Dataset entries
"""

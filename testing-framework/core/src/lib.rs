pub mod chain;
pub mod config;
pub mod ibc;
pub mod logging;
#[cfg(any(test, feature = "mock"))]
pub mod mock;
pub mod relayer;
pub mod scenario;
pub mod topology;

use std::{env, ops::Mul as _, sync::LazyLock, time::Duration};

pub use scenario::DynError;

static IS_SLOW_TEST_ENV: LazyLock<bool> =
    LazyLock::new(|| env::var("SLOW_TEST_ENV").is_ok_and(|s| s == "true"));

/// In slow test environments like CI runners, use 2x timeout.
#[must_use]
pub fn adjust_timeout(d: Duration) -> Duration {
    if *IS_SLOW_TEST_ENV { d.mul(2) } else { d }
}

"""

### Task brief
"scenario" is the string to look for; please copy every line of the records above where it appears.

### Written response
pub mod scenario;
pub use scenario::DynError;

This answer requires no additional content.